Den ganzen ersten Teil seines Buches widmet sich Saviano der Beschreibung dieses camorristischen Systems und wie es die Zustimmung der Bevölkerung erlangen kann, weil der Clan anders als Banken schnell bereit ist, Geld für unternehmerische Aktivitäten zu leihen, auch gerade für legale. Die Camorra in Neapel ist aus Sicht Savianos zu einer Art "Volksbank" mutiert und "scratcht" (321) legale und illegale Wirtschaft auf besonders geschickte Art und Weise.

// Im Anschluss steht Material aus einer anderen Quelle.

//! Benchmarks for world generation.
//!
//! Terrain noise dominates; object placement is measured with it.

#![allow(missing_docs)]

use std::hint::black_box;

use criterion::{BenchmarkId, Criterion, criterion_group, criterion_main};
use fogline::mapgen::{self, MapPreset, MapSize};

fn bench_terrain(c: &mut Criterion) {
    let mut group = c.benchmark_group("terrain");
    group.sample_size(20);
    for side in [64u16, 128, 256] {
        group.bench_with_input(BenchmarkId::from_parameter(side), &side, |b, &side| {
            b.iter(|| black_box(mapgen::generate_terrain(black_box(42), side, MapPreset::Default)));
        });
    }
    group.finish();
}

fn bench_full_world(c: &mut Criterion) {
    let mut group = c.benchmark_group("world");
    group.sample_size(10);
    for preset in [MapPreset::Default, MapPreset::FrozenWastes, MapPreset::InfernalRealms] {
        group.bench_function(preset.name(), |b| {
            b.iter(|| black_box(mapgen::generate(black_box(7), MapSize::Small, preset)));
        });
    }
    group.finish();
}

criterion_group!(benches, bench_terrain, bench_full_world);
criterion_main!(benches);
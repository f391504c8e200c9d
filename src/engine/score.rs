//! Final standings.

use serde::{Deserialize, Serialize};

use crate::config::ScoringWeights;
use crate::world::{AgentId, World};

/// One agent's standing.
#[derive(Debug, Clone, PartialEq, Serialize, Deserialize)]
pub struct FinalScore {
    /// Agent.
    pub agent: AgentId,
    /// Display name.
    pub name: String,
    /// Tiles owned.
    pub territory: usize,
    /// Kills credited.
    pub kills: u32,
    /// Times died.
    pub deaths: u32,
    /// Standing structures built by the agent.
    pub structures: usize,
    /// Weighted total.
    pub score: f64,
}

/// Standings for every agent, best first; ties go to the lower id.
#[must_use]
pub fn compute_scores(world: &World, weights: &ScoringWeights) -> Vec<FinalScore> {
    let mut scores: Vec<FinalScore> = world
        .agents
        .values()
        .map(|agent| {
            let territory = world.map.count_owned(&agent.id);
            let structures = world
                .objects
                .values()
                .filter(|o| o.as_structure().is_some_and(|(_, owner)| owner == Some(&agent.id)))
                .count();
            #[allow(clippy::cast_precision_loss)]
            let score = territory as f64 * weights.territory
                + f64::from(agent.kills) * weights.kill
                + structures as f64 * weights.structure;
            FinalScore {
                agent: agent.id.clone(),
                name: agent.name.clone(),
                territory,
                kills: agent.kills,
                deaths: agent.deaths,
                structures,
                score,
            }
        })
        .collect();
    scores.sort_by(|a, b| b.score.total_cmp(&a.score).then_with(|| a.agent.cmp(&b.agent)));
    scores
}

#[cfg(test)]
mod tests {
    use super::*;
    use crate::actions::handlers::test_support::{add_agent, world};
    use crate::world::{Coord, ObjectKind, StructureKind};

    #[test]
    fn test_weighted_and_sorted() {
        let mut w = world();
        let a = add_agent(&mut w, "a", Coord::new(1, 1));
        let b = add_agent(&mut w, "b", Coord::new(5, 5));
        w.map.set_owner(Coord::new(1, 1), a.clone());
        w.map.set_owner(Coord::new(5, 5), b.clone());
        w.map.set_owner(Coord::new(5, 6), b.clone());
        w.agent_mut(&a).unwrap().kills = 1;
        w.add_object(
            Coord::new(2, 2),
            ObjectKind::Structure {
                kind: StructureKind::Wall,
                hp: 20,
                owner: Some(b.clone()),
            },
        );
        let scores = compute_scores(&w, &ScoringWeights::default());
        assert_eq!(scores[0].agent, a);
        assert!((scores[0].score - 6.0).abs() < f64::EPSILON);
        assert_eq!(scores[1].structures, 1);
        assert!((scores[1].score - 4.0).abs() < f64::EPSILON);
    }
}
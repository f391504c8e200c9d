//! Output formatting utilities for CLI.

// Averages over game counts.
#![allow(clippy::cast_precision_loss)]

use std::collections::BTreeMap;

use fogline::engine::FinalScore;
use serde::Serialize;

/// JSON-serializable game result.
#[derive(Debug, Serialize)]
pub(super) struct JsonGameResult<'a> {
    /// Random seed used.
    pub(super) seed: u64,
    /// Final lifecycle state.
    pub(super) status: &'a str,
    /// Ticks played.
    pub(super) ticks: u64,
    /// Standings, best first.
    pub(super) scores: &'a [FinalScore],
}

/// Format one game's standings as human-readable text.
pub(super) fn format_text(seed: u64, ticks: u64, status: &str, scores: &[FinalScore]) -> String {
    let mut output = String::new();

    output.push_str(&format!("Game Result (seed: {seed})\n"));
    match scores.first() {
        Some(best) => output.push_str(&format!("  Leader: {} ({})\n", best.name, best.agent)),
        None => output.push_str("  Leader: none\n"),
    }
    output.push_str(&format!("  Ticks: {ticks} ({status})\n\n"));

    for (rank, score) in scores.iter().enumerate() {
        output.push_str(&format!(
            "  #{} {}: {:.0} points ({} tiles, {} kills, {} deaths, {} structures)\n",
            rank + 1,
            score.agent,
            score.score,
            score.territory,
            score.kills,
            score.deaths,
            score.structures
        ));
    }

    output
}

/// Batch statistics aggregated per agent id.
#[derive(Debug, Default)]
pub(super) struct BatchStats {
    /// Games that finished.
    pub(super) games_played: u64,
    /// Games that failed or were cut short.
    pub(super) games_failed: u64,
    /// Per-agent tallies.
    agents: BTreeMap<String, AgentTally>,
}

#[derive(Debug, Default, Clone, Copy)]
struct AgentTally {
    wins: u64,
    total_score: f64,
    total_territory: u64,
    total_kills: u64,
}

impl BatchStats {
    /// Add one game's standings.
    pub(super) fn add_result(&mut self, scores: &[FinalScore]) {
        self.games_played += 1;
        for (rank, score) in scores.iter().enumerate() {
            let tally = self.agents.entry(score.agent.to_string()).or_default();
            if rank == 0 {
                tally.wins += 1;
            }
            tally.total_score += score.score;
            tally.total_territory += score.territory as u64;
            tally.total_kills += u64::from(score.kills);
        }
    }

    /// Count a game that produced no standings.
    pub(super) fn add_failure(&mut self) {
        self.games_failed += 1;
    }

    fn per_game(&self, total: f64) -> f64 {
        if self.games_played == 0 {
            return 0.0;
        }
        total / self.games_played as f64
    }

    /// Per-agent rows for display.
    pub(super) fn rows(&self) -> Vec<JsonBatchAgent> {
        self.agents
            .iter()
            .map(|(agent, tally)| JsonBatchAgent {
                agent: agent.clone(),
                wins: tally.wins,
                win_rate: self.per_game(tally.wins as f64),
                avg_score: self.per_game(tally.total_score),
                avg_territory: self.per_game(tally.total_territory as f64),
                avg_kills: self.per_game(tally.total_kills as f64),
            })
            .collect()
    }
}

/// JSON-serializable batch result.
#[derive(Debug, Serialize)]
pub(super) struct JsonBatchResult {
    /// Games that finished.
    pub(super) games_played: u64,
    /// Games that failed.
    pub(super) games_failed: u64,
    /// Per-agent statistics.
    pub(super) agents: Vec<JsonBatchAgent>,
}

/// JSON-serializable per-agent batch stats.
#[derive(Debug, Serialize)]
pub(super) struct JsonBatchAgent {
    /// Agent id.
    agent: String,
    /// Games led at the end.
    wins: u64,
    /// Win rate (0.0-1.0).
    win_rate: f64,
    /// Average score.
    avg_score: f64,
    /// Average tiles owned at the end.
    avg_territory: f64,
    /// Average kills.
    avg_kills: f64,
}

/// Format batch statistics as human-readable text.
pub(super) fn format_batch_text(stats: &BatchStats) -> String {
    let mut output = String::new();
    output.push_str(&format!(
        "Batch Results ({} games, {} failed)\n\n",
        stats.games_played, stats.games_failed
    ));
    output.push_str(&format!(
        "  {:<10} {:>6} {:>8} {:>10} {:>10} {:>8}\n",
        "Agent", "Wins", "Win%", "Avg Score", "Avg Tiles", "Kills"
    ));
    for row in stats.rows() {
        output.push_str(&format!(
            "  {:<10} {:>6} {:>7.1}% {:>10.1} {:>10.1} {:>8.2}\n",
            row.agent,
            row.wins,
            row.win_rate * 100.0,
            row.avg_score,
            row.avg_territory,
            row.avg_kills
        ));
    }
    output
}

#[cfg(test)]
mod tests {
    use super::*;
    use fogline::world::AgentId;

    fn score(agent: &str, points: f64, territory: usize) -> FinalScore {
        FinalScore {
            agent: AgentId::new(agent),
            name: agent.to_string(),
            territory,
            kills: 1,
            deaths: 0,
            structures: 0,
            score: points,
        }
    }

    #[test]
    fn test_batch_stats_average() {
        let mut stats = BatchStats::default();
        stats.add_result(&[score("bot-1", 10.0, 10), score("bot-2", 4.0, 4)]);
        stats.add_result(&[score("bot-2", 8.0, 8), score("bot-1", 6.0, 6)]);
        stats.add_failure();
        let rows = stats.rows();
        assert_eq!(rows.len(), 2);
        assert_eq!(rows[0].wins, 1);
        assert!((rows[0].avg_score - 8.0).abs() < f64::EPSILON);
        assert!((rows[1].win_rate - 0.5).abs() < f64::EPSILON);
        assert_eq!(stats.games_failed, 1);
    }

    #[test]
    fn test_format_text_lists_ranks() {
        let text = format_text(7, 100, "finished", &[score("bot-1", 12.0, 12)]);
        assert!(text.contains("seed: 7"));
        assert!(text.contains("#1 bot-1"));
    }
}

Doch Saviano weiß seine Recherchen auch immer wieder durch eigene Anschauungen zu bereichern. So erzählt er unglaubliche Geschichten von halb getöteten Personen, die vom Krankenwagen erst abgeholt werden, wenn die Camorristen zurückgekehrt sind und ihren Auftrag vollendet haben, weil sonst ein Überfall auf den Krankenwagen droht. Eine besondere Authentizität erlangt die Beschreibung Savianos hier durch den Bericht seines Vaters, der selbst Arzt in einem Krankenwagen gewesen ist und einmal von Angehörigen der Camorra verprügelt wurde, weil er einen "zum Tode Verurteilten" ärztlich versorgt hatte.

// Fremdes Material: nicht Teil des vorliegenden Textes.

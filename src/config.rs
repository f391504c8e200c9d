//! Game and balance configuration.
//!
//! Both structures are plain data with documented defaults. They can be
//! loaded from JSON files; missing fields take their defaults, and the CLI
//! overrides individual values from flags.

use std::path::Path;

use serde::{Deserialize, Serialize};

use crate::actions::MAX_INTENT_LEN;
use crate::error::ConfigError;
use crate::mapgen::{MapPreset, MapSize};

/// Per-agent starting values.
#[derive(Debug, Clone, Copy, PartialEq, Eq, Serialize, Deserialize)]
#[serde(default)]
pub struct AgentDefaults {
    /// Maximum (and starting) hit points.
    pub max_hp: u32,
    /// Maximum energy.
    pub max_energy: u32,
    /// Energy on spawn and respawn.
    pub starting_energy: u32,
    /// Base vision radius before upgrades.
    pub vision_radius: u32,
    /// Recall list length at memory level 1.
    pub memory_size: usize,
    /// Maximum tiles per MOVE.
    pub speed: u16,
    /// Maximum Chebyshev distance for CLAIM targets.
    pub claim_radius: u16,
    /// Ticks a dead agent waits before respawning.
    pub respawn_ticks: u32,
    /// Energy regenerated every tick.
    pub energy_regen: u32,
    /// One extra energy per this many owned tiles.
    pub tiles_per_energy: u32,
}

impl Default for AgentDefaults {
    fn default() -> Self {
        Self {
            max_hp: 10,
            max_energy: 100,
            starting_energy: 50,
            vision_radius: 3,
            memory_size: 5,
            speed: 1,
            claim_radius: 1,
            respawn_ticks: 5,
            energy_regen: 2,
            tiles_per_energy: 10,
        }
    }
}

/// Combat and structure constants.
#[derive(Debug, Clone, Copy, PartialEq, Eq, Serialize, Deserialize)]
#[serde(default)]
pub struct CombatBalance {
    /// Damage of an unarmed strength-1 hit.
    pub base_damage: u32,
    /// Damage a trap deals to a hostile agent stepping on it.
    pub trap_damage: u32,
    /// Floor for any hit after armor.
    pub min_damage: u32,
    /// Hit points of a new wall.
    pub wall_hp: u32,
    /// Hit points of a new beacon.
    pub beacon_hp: u32,
    /// Hit points of a new trap.
    pub trap_hp: u32,
    /// Vision radius around each owned beacon.
    pub beacon_vision_bonus: u32,
    /// Claim strength before the strength upgrade is added.
    pub base_claim_strength: u32,
}

impl Default for CombatBalance {
    fn default() -> Self {
        Self {
            base_damage: 1,
            trap_damage: 3,
            min_damage: 1,
            wall_hp: 20,
            beacon_hp: 10,
            trap_hp: 5,
            beacon_vision_bonus: 4,
            base_claim_strength: 1,
        }
    }
}

/// Energy costs and item limits.
#[derive(Debug, Clone, Copy, PartialEq, Eq, Serialize, Deserialize)]
#[serde(default)]
pub struct ActionCosts {
    /// Energy per tile moved.
    pub move_energy: u32,
    /// Energy to claim an unowned tile.
    pub claim_energy: u32,
    /// Energy to capture a tile owned by someone else.
    pub capture_energy: u32,
    /// Energy per FIGHT.
    pub fight_energy: u32,
    /// Energy per SCAN.
    pub scan_energy: u32,
    /// SCAN reveals a circle this many times the vision radius.
    pub scan_radius_multiplier: u32,
    /// Energy per PLACE.
    pub place_energy: u32,
    /// Energy per CRAFT.
    pub craft_energy: u32,
    /// Energy per HARVEST.
    pub harvest_energy: u32,
    /// Energy per INTERACT.
    pub interact_energy: u32,
    /// Energy per MESSAGE.
    pub message_energy: u32,
    /// Units gathered per HARVEST.
    pub harvest_yield: u32,
    /// Ticks before a dropped item despawns.
    pub item_despawn_ticks: u64,
    /// Ticks before a placed trap despawns.
    pub trap_lifetime_ticks: u64,
    /// Inventory slots at storage level 1.
    pub inventory_slots: usize,
    /// Stack size at storage level 1.
    pub stack_size: u32,
    /// Longest accepted chat message, in characters.
    pub max_message_len: usize,
    /// Longest decision output parsed as an intent, in bytes.
    pub max_intent_len: usize,
}

impl Default for ActionCosts {
    fn default() -> Self {
        Self {
            move_energy: 1,
            claim_energy: 3,
            capture_energy: 6,
            fight_energy: 4,
            scan_energy: 10,
            scan_radius_multiplier: 2,
            place_energy: 5,
            craft_energy: 3,
            harvest_energy: 2,
            interact_energy: 1,
            message_energy: 0,
            harvest_yield: 1,
            item_despawn_ticks: 30,
            trap_lifetime_ticks: 100,
            inventory_slots: 6,
            stack_size: 20,
            max_message_len: 280,
            max_intent_len: MAX_INTENT_LEN,
        }
    }
}

/// Upgrade energy costs indexed by current level.
#[derive(Debug, Clone, PartialEq, Eq, Serialize, Deserialize)]
#[serde(default)]
pub struct UpgradeCosts {
    /// `costs[level - 1]` is the price of going from `level` to `level + 1`.
    pub costs: Vec<u32>,
}

impl Default for UpgradeCosts {
    fn default() -> Self {
        Self {
            costs: vec![20, 40, 80, 160],
        }
    }
}

impl UpgradeCosts {
    /// Highest reachable level.
    #[must_use]
    pub fn max_level(&self) -> u8 {
        u8::try_from(self.costs.len() + 1).unwrap_or(u8::MAX)
    }

    /// Price of the next level, or `None` at the cap.
    #[must_use]
    pub fn cost_from(&self, current_level: u8) -> Option<u32> {
        let idx = usize::from(current_level.checked_sub(1)?);
        self.costs.get(idx).copied()
    }
}

/// Scoring weights for final score calculation.
#[derive(Debug, Clone, Copy, PartialEq, Serialize, Deserialize)]
#[serde(default)]
pub struct ScoringWeights {
    /// Points per owned tile.
    pub territory: f64,
    /// Points per kill.
    pub kill: f64,
    /// Points per standing owned structure.
    pub structure: f64,
}

impl Default for ScoringWeights {
    fn default() -> Self {
        Self {
            territory: 1.0,
            kill: 5.0,
            structure: 2.0,
        }
    }
}

/// Complete balance table. Injected at game creation, never mutated.
#[derive(Debug, Clone, PartialEq, Default, Serialize, Deserialize)]
#[serde(default)]
pub struct BalanceConfig {
    /// Agent starting values.
    pub agent: AgentDefaults,
    /// Combat constants.
    pub combat: CombatBalance,
    /// Action energy costs and item limits.
    pub costs: ActionCosts,
    /// Upgrade cost table.
    pub upgrades: UpgradeCosts,
    /// Final score weights.
    pub scoring: ScoringWeights,
}

impl BalanceConfig {
    /// Load from a JSON file.
    ///
    /// # Errors
    ///
    /// Returns [`ConfigError`] if the file cannot be read or is not valid JSON.
    pub fn load(path: &Path) -> Result<Self, ConfigError> {
        load_json(path)
    }
}

/// Per-game settings.
#[derive(Debug, Clone, PartialEq, Serialize, Deserialize)]
#[serde(default)]
pub struct GameConfig {
    /// World seed.
    pub seed: u64,
    /// Requested map size name or side length; `None` uses the preset's size.
    pub map_size: Option<String>,
    /// Preset name.
    pub preset: String,
    /// Override for the preset's resource density.
    pub resource_density: Option<f64>,
    /// Override for the preset's difficulty multiplier.
    pub difficulty_multiplier: Option<f64>,
    /// Wall-clock time between ticks.
    pub tick_interval_ms: u64,
    /// Per-agent decision deadline.
    pub decision_timeout_ms: u64,
    /// Game ends once this many ticks have run.
    pub win_after_ticks: u64,
    /// Game ends when one agent owns this fraction of passable tiles (0 disables).
    pub domination_fraction: f64,
    /// Join cap.
    pub max_agents: usize,
}

impl Default for GameConfig {
    fn default() -> Self {
        Self {
            seed: 0,
            map_size: None,
            preset: MapPreset::Default.name().to_string(),
            resource_density: None,
            difficulty_multiplier: None,
            tick_interval_ms: 1_000,
            decision_timeout_ms: 5_000,
            win_after_ticks: 500,
            domination_fraction: 0.75,
            max_agents: 16,
        }
    }
}

impl GameConfig {
    /// Load from a JSON file.
    ///
    /// # Errors
    ///
    /// Returns [`ConfigError`] if the file cannot be read or is not valid JSON.
    pub fn load(path: &Path) -> Result<Self, ConfigError> {
        load_json(path)
    }

    /// Resolved preset, falling back to `default` for unknown names.
    #[must_use]
    pub fn resolved_preset(&self) -> MapPreset {
        MapPreset::parse_or_default(&self.preset)
    }

    /// Resolved size: explicit request, else the preset's recommendation.
    #[must_use]
    pub fn resolved_size(&self) -> MapSize {
        match &self.map_size {
            Some(requested) => MapSize::parse_or_default(requested),
            None => self.resolved_preset().recommended_size(),
        }
    }
}

fn load_json<T: serde::de::DeserializeOwned>(path: &Path) -> Result<T, ConfigError> {
    let text = std::fs::read_to_string(path).map_err(|source| ConfigError::Io {
        path: path.to_path_buf(),
        source,
    })?;
    serde_json::from_str(&text).map_err(|source| ConfigError::Parse {
        path: path.to_path_buf(),
        source,
    })
}

#[cfg(test)]
mod tests {
    use super::*;

    #[test]
    fn test_upgrade_cost_table() {
        let costs = UpgradeCosts::default();
        assert_eq!(costs.max_level(), 5);
        assert_eq!(costs.cost_from(1), Some(20));
        assert_eq!(costs.cost_from(4), Some(160));
        assert_eq!(costs.cost_from(5), None);
        assert_eq!(costs.cost_from(0), None);
    }

    #[test]
    fn test_partial_json_uses_defaults() {
        let balance: BalanceConfig =
            serde_json::from_str(r#"{"combat": {"base_damage": 4}}"#).unwrap();
        assert_eq!(balance.combat.base_damage, 4);
        assert_eq!(balance.combat.trap_damage, CombatBalance::default().trap_damage);
        assert_eq!(balance.agent, AgentDefaults::default());
    }

    #[test]
    fn test_game_config_size_resolution() {
        let mut config = GameConfig {
            preset: "frozen_wastes".to_string(),
            ..GameConfig::default()
        };
        assert_eq!(config.resolved_size(), MapPreset::FrozenWastes.recommended_size());

        config.map_size = Some("large".to_string());
        assert_eq!(config.resolved_size(), MapSize::Large);

        config.map_size = Some("enormous".to_string());
        assert_eq!(config.resolved_size(), MapSize::Medium);
    }

    #[test]
    fn test_unknown_preset_falls_back() {
        let config = GameConfig {
            preset: "moon_base".to_string(),
            ..GameConfig::default()
        };
        assert_eq!(config.resolved_preset(), MapPreset::Default);
    }
}
//! Fog of war.
//!
//! Each agent sees a filled circle around itself plus a circle around each
//! beacon it owns. SCAN and obelisks add a reveal that lasts one tick. The
//! explored set of an agent only ever grows.

use std::collections::{BTreeMap, BTreeSet};

use serde::{Deserialize, Serialize};

use crate::config::BalanceConfig;
use crate::world::{Agent, AgentId, Coord, Map, World, WorldObject};

/// Tiles `agent` can see this tick, ignoring one-tick reveals.
///
/// Dead agents see nothing.
#[must_use]
pub fn compute_visible<'a>(
    agent: &Agent,
    objects: impl IntoIterator<Item = &'a WorldObject>,
    base_radius: u32,
    beacon_bonus: u32,
    map: &Map,
) -> BTreeSet<Coord> {
    if !agent.alive {
        return BTreeSet::new();
    }
    let mut visible: BTreeSet<Coord> = map.circle(agent.position, agent.vision_radius(base_radius)).collect();
    for beacon in objects.into_iter().filter(|o| o.is_beacon_of(&agent.id)) {
        visible.extend(map.circle(beacon.position, beacon_bonus));
    }
    visible
}

/// Per-agent visible and explored sets.
#[derive(Debug, Clone, Default, PartialEq, Eq, Serialize, Deserialize)]
pub struct VisibilityTracker {
    visible: BTreeMap<AgentId, BTreeSet<Coord>>,
    explored: BTreeMap<AgentId, BTreeSet<Coord>>,
    #[serde(skip)]
    reveals: BTreeMap<AgentId, BTreeSet<Coord>>,
}

impl VisibilityTracker {
    /// Empty tracker.
    #[must_use]
    pub fn new() -> Self {
        Self::default()
    }

    /// Queue a one-tick reveal for `agent`, applied by the next [`update`](Self::update).
    pub fn reveal(&mut self, agent: &AgentId, tiles: impl IntoIterator<Item = Coord>) {
        self.reveals.entry(agent.clone()).or_default().extend(tiles);
    }

    /// Recompute every agent's visible set and grow the explored sets.
    ///
    /// Returns how many tiles each agent explored for the first time.
    pub fn update(&mut self, world: &World, balance: &BalanceConfig) -> BTreeMap<AgentId, usize> {
        let mut reveals = std::mem::take(&mut self.reveals);
        let mut discovered = BTreeMap::new();
        for agent in world.agents.values() {
            let mut visible = compute_visible(
                agent,
                world.objects.values(),
                balance.agent.vision_radius,
                balance.combat.beacon_vision_bonus,
                &world.map,
            );
            if let Some(extra) = reveals.remove(&agent.id) {
                visible.extend(extra);
            }
            let explored = self.explored.entry(agent.id.clone()).or_default();
            let before = explored.len();
            explored.extend(visible.iter().copied());
            if explored.len() > before {
                discovered.insert(agent.id.clone(), explored.len() - before);
            }
            self.visible.insert(agent.id.clone(), visible);
        }
        discovered
    }

    /// Tiles `agent` sees this tick.
    #[must_use]
    pub fn visible(&self, agent: &AgentId) -> Option<&BTreeSet<Coord>> {
        self.visible.get(agent)
    }

    /// Tiles `agent` has ever seen.
    #[must_use]
    pub fn explored(&self, agent: &AgentId) -> Option<&BTreeSet<Coord>> {
        self.explored.get(agent)
    }

    /// Whether `agent` sees `coord` this tick.
    #[must_use]
    pub fn can_see(&self, agent: &AgentId, coord: Coord) -> bool {
        self.visible.get(agent).is_some_and(|v| v.contains(&coord))
    }
}

#[cfg(test)]
mod tests {
    use super::*;
    use crate::actions::handlers::test_support::{add_agent, world};
    use crate::world::{ObjectKind, StructureKind};

    #[test]
    fn test_radius_three_circle() {
        let mut w = world();
        let a = add_agent(&mut w, "a", Coord::new(10, 10));
        let balance = BalanceConfig::default();
        let visible = compute_visible(w.agent(&a).unwrap(), w.objects.values(), 3, 4, &w.map);
        assert_eq!(visible.len(), 29);
        assert!(visible.contains(&Coord::new(13, 10)));
        assert!(!visible.contains(&Coord::new(13, 11)));
        assert_eq!(balance.agent.vision_radius, 3);
    }

    #[test]
    fn test_clipped_at_edge() {
        let mut w = world();
        let a = add_agent(&mut w, "a", Coord::new(0, 1));
        let visible = compute_visible(w.agent(&a).unwrap(), w.objects.values(), 1, 0, &w.map);
        assert_eq!(visible.len(), 4);
    }

    #[test]
    fn test_beacon_extends_vision() {
        let mut w = world();
        let a = add_agent(&mut w, "a", Coord::new(2, 2));
        w.add_object(
            Coord::new(12, 12),
            ObjectKind::Structure {
                kind: StructureKind::Beacon,
                hp: 10,
                owner: Some(a.clone()),
            },
        );
        let visible = compute_visible(w.agent(&a).unwrap(), w.objects.values(), 1, 2, &w.map);
        assert!(visible.contains(&Coord::new(12, 14)));
        assert!(!visible.contains(&Coord::new(8, 8)));
    }

    #[test]
    fn test_dead_agent_sees_nothing() {
        let mut w = world();
        let a = add_agent(&mut w, "a", Coord::new(5, 5));
        w.agent_mut(&a).unwrap().kill(3);
        assert!(compute_visible(w.agent(&a).unwrap(), w.objects.values(), 3, 4, &w.map).is_empty());
    }

    #[test]
    fn test_explored_grows_and_reveal_lasts_one_tick() {
        let mut w = world();
        let a = add_agent(&mut w, "a", Coord::new(2, 2));
        let balance = BalanceConfig::default();
        let mut tracker = VisibilityTracker::new();

        tracker.update(&w, &balance);
        let first = tracker.explored(&a).unwrap().len();

        tracker.reveal(&a, [Coord::new(14, 14)]);
        tracker.update(&w, &balance);
        assert!(tracker.can_see(&a, Coord::new(14, 14)));

        w.agent_mut(&a).unwrap().position = Coord::new(8, 8);
        let discovered = tracker.update(&w, &balance);
        assert!(!tracker.can_see(&a, Coord::new(14, 14)));
        assert!(tracker.explored(&a).unwrap().contains(&Coord::new(14, 14)));
        assert!(tracker.explored(&a).unwrap().len() > first);
        assert!(discovered.get(&a).copied().unwrap_or(0) > 0);
    }
}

Den zweiten Teil seines Buches widmet Saviano den Symbolen der Camorra, wenn man so möchte. Dazu zählt neben der Kalaschnikow vor allem die Bauwirtschaft und der Zement als "Erdöl des Südens" (259). Der Süden wird zubetoniert, Saviano sieht hier erst einen "Raubbau an den Menschen, dann an den Dingen" (261) wirken. Auf jeden Fall ist die Camorra durch die Bauwirtschaft groß, reich und mächtig geworden, was sich nicht zuletzt auch an den großen Villen der Bosse zeigt. Saviano beschreibt hier das mittlerweile beschlagnahmte Anwesen des Mafiabosses "Sandokan", das diese Größe der Bauwirtschaft zum Ausdruck bringen soll. Zum Schluss bietet Saviano den Einblick in einen weiteren Pfeiler camorristischer Wirtschaftskraft: die Müllentsorgung. An dieser Stelle entwirft Saviano fast schon ein endzeitliches Bild für die gesamte Region, denn die Camorra hat hier in der gesamten Umgebung den Sondermüll aus dem reichen Norden und darüber hinaus verscharrt, in etlichen illegalen Mülldeponien, die weite Teile des Landes bereits kontaminiert haben.
Sehr schade ist das fehlende Register in dem Buch; die vielen Namen und Orte lassen sich so sehr schwer nach dem Lesen noch zuordnen.